C/1997 L1 (Zhu-Balam)

Discovery
- Discovered by: Zhu Jin David D. Balam
- Discovery site: Beijing, China Victoria, Australia
- Discovery date: 3–8 June 1997

Designations
- Alternative designations: Comet Xinglong

Orbital characteristics
- Epoch: 22 August 1997 (JD 2450682.5)
- Observation arc: 453 days (1.24 years)
- Number of observations: 213
- Aphelion: ~4,800 AU
- Perihelion: 4.899 AU
- Semi-major axis: ~2,420 AU
- Eccentricity: 0.99797
- Orbital period: ~118,900 years
- Inclination: 72.991°
- Longitude of ascending node: 233.30°
- Argument of periapsis: 346.37°
- Mean anomaly: 0.002°
- Last perihelion: 22 November 1996
- T_{Jupiter}: 0.805
- Earth MOID: 3.9127 AU
- Jupiter MOID: 0.4171 AU

Physical characteristics
- Dimensions: 10 km (6.2 mi)
- Comet total magnitude (M1): 6.5
- Comet nuclear magnitude (M2): 8.5

= C/1997 L1 (Zhu–Balam) =

Non-periodic comet

Comet Zhu–Balam, formally designated C/1997 L1, is a non-periodic comet first identified by David D. Balam on 8 June 1997, and originally photographed by Zhu Jin on 3 June 1997. The comet is estimated at 10 kilometres in diameter, with a period of approximately 36,895 years.

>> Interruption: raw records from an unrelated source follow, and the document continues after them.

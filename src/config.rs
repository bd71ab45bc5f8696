use std::env::var;
use std::path::PathBuf;

use dotenvy::dotenv;

const DEFAULT_DATA_DIR: &str = "./data";

#[derive(Debug, Clone, Copy, PartialEq, Eq)]
pub enum LogFormat {
    Compact,
    Json,
}

#[derive(Debug, Clone)]
pub struct Config {
    pub port: u16,
    pub scheme: String,
    pub host: String,
    pub data_dir: PathBuf,
    pub log_format: LogFormat,
}

impl Config {
    pub fn try_parse() -> Result<Config, &'static str> {
        let _ = dotenv();

        Self::from_lookup(|key| var(key).ok())
    }

    /// Builds the config from any key lookup, e.g. a map in tests.
    pub fn from_lookup<F>(lookup: F) -> Result<Config, &'static str>
    where
        F: Fn(&str) -> Option<String>,
    {
        let log_format = match lookup("LOG_FORMAT").as_deref() {
            None | Some("compact") => LogFormat::Compact,
            Some("json") => LogFormat::Json,
            Some(_) => return Err("LOG_FORMAT must be either `compact` or `json`"),
        };

        Ok(Config {
            port: lookup("PORT")
                .ok_or("An error occured while getting PORT env param")?
                .parse::<u16>()
                .map_err(|_| "An error occured while parsing PORT env param")?,
            scheme: lookup("SCHEME").ok_or("An error occured while getting SCHEME env param")?,
            host: lookup("HOST").ok_or("An error occured while getting HOST env param")?,
            data_dir: lookup("DATA_DIR")
                .map(PathBuf::from)
                .unwrap_or_else(|| PathBuf::from(DEFAULT_DATA_DIR)),
            log_format,
        })
    }

    pub fn server_url(&self) -> String {
        format!("{}://{}:{}", self.scheme, self.host, self.port)
    }
}
use std::path::Path;
use std::sync::Arc;

use async_trait::async_trait;
use uuid::Uuid;

use crate::{
    domain::{
        errors::{DomainError, DomainResult},
        models::{Tweet, User},
        repositories::{TweetEdit, TweetRepository, UserRepository},
    },
    infrastructure::storage::RecordStore,
};

pub const USERS_FILE: &str = "users.json";
pub const TWEETS_FILE: &str = "tweets.json";

pub struct JsonFileUserRepository {
    store: RecordStore<User>,
}

impl JsonFileUserRepository {
    /// Opens `users.json` inside `data_dir`, creating it when missing.
    pub async fn open(data_dir: &Path) -> DomainResult<Arc<Self>> {
        let store = RecordStore::init(data_dir.join(USERS_FILE)).await?;
        Ok(Arc::new(Self { store }))
    }

    pub fn from_store(store: RecordStore<User>) -> Self {
        Self { store }
    }
}

#[async_trait]
impl UserRepository for JsonFileUserRepository {
    async fn list(&self) -> DomainResult<Vec<User>> {
        Ok(self.store.list_all().await?)
    }

    async fn get(&self, id: &Uuid) -> DomainResult<Option<User>> {
        let users = self.store.list_all().await?;
        Ok(users.into_iter().find(|u| u.user_id == *id))
    }

    async fn insert(&self, user: &User) -> DomainResult<()> {
        self.store
            .append(user.clone(), |users, user| -> DomainResult<()> {
                if users.iter().any(|u| u.user_id == user.user_id) {
                    return Err(DomainError::AlreadyExists(format!("user {}", user.user_id)));
                }
                if users.iter().any(|u| u.email.eq_ignore_ascii_case(&user.email)) {
                    return Err(DomainError::AlreadyExists(format!("email {}", user.email)));
                }
                Ok(())
            })
            .await
    }

    async fn replace(&self, user: &User) -> DomainResult<()> {
        self.store
            .update(|users| -> DomainResult<()> {
                if users
                    .iter()
                    .any(|u| u.user_id != user.user_id && u.email.eq_ignore_ascii_case(&user.email))
                {
                    return Err(DomainError::AlreadyExists(format!("email {}", user.email)));
                }
                let existing = users
                    .iter_mut()
                    .find(|u| u.user_id == user.user_id)
                    .ok_or_else(|| DomainError::NotFound(format!("user {}", user.user_id)))?;
                *existing = user.clone();
                Ok(())
            })
            .await
    }

    async fn remove(&self, id: &Uuid) -> DomainResult<Option<User>> {
        self.store
            .update(|users| -> DomainResult<Option<User>> {
                let index = users.iter().position(|u| u.user_id == *id);
                Ok(index.map(|i| users.remove(i)))
            })
            .await
    }
}

pub struct JsonFileTweetRepository {
    store: RecordStore<Tweet>,
}

impl JsonFileTweetRepository {
    /// Opens `tweets.json` inside `data_dir`, creating it when missing.
    pub async fn open(data_dir: &Path) -> DomainResult<Arc<Self>> {
        let store = RecordStore::init(data_dir.join(TWEETS_FILE)).await?;
        Ok(Arc::new(Self { store }))
    }
}

#[async_trait]
impl TweetRepository for JsonFileTweetRepository {
    async fn list(&self) -> DomainResult<Vec<Tweet>> {
        Ok(self.store.list_all().await?)
    }

    async fn get(&self, id: &Uuid) -> DomainResult<Option<Tweet>> {
        let tweets = self.store.list_all().await?;
        Ok(tweets.into_iter().find(|t| t.tweet_id == *id))
    }

    async fn insert(&self, tweet: &Tweet) -> DomainResult<()> {
        self.store
            .append(tweet.clone(), |tweets, tweet| -> DomainResult<()> {
                if tweets.iter().any(|t| t.tweet_id == tweet.tweet_id) {
                    return Err(DomainError::AlreadyExists(format!("tweet {}", tweet.tweet_id)));
                }
                Ok(())
            })
            .await
    }

    async fn modify(&self, id: &Uuid, edit: TweetEdit<'_>) -> DomainResult<Tweet> {
        self.store
            .update(|tweets| -> DomainResult<Tweet> {
                let existing = tweets
                    .iter_mut()
                    .find(|t| t.tweet_id == *id)
                    .ok_or_else(|| DomainError::NotFound(format!("tweet {id}")))?;
                let mut edited = existing.clone();
                edit(&mut edited)?;
                *existing = edited.clone();
                Ok(edited)
            })
            .await
    }

    async fn remove(&self, id: &Uuid) -> DomainResult<Option<Tweet>> {
        self.store
            .update(|tweets| -> DomainResult<Option<Tweet>> {
                let index = tweets.iter().position(|t| t.tweet_id == *id);
                Ok(index.map(|i| tweets.remove(i)))
            })
            .await
    }
}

Until 1998, the comet was formerly known as Comet Xinglong, until the International Astronomical Union (IAU) agreed to rename it Zhu–Balam after its first two discoverers.

== Orbit ==
Given the orbital eccentricity of this object, different epochs can generate quite different heliocentric unperturbed two-body best-fit solutions to the aphelion distance (maximum distance) of this object. For objects at such high eccentricity, the Sun's barycentric coordinates are more stable than heliocentric coordinates. Using JPL Horizons the barycentric orbital elements for epoch 2015-Jan-01 generate a semi-major axis of 1,100 AU and a period of approximately 36,895 years.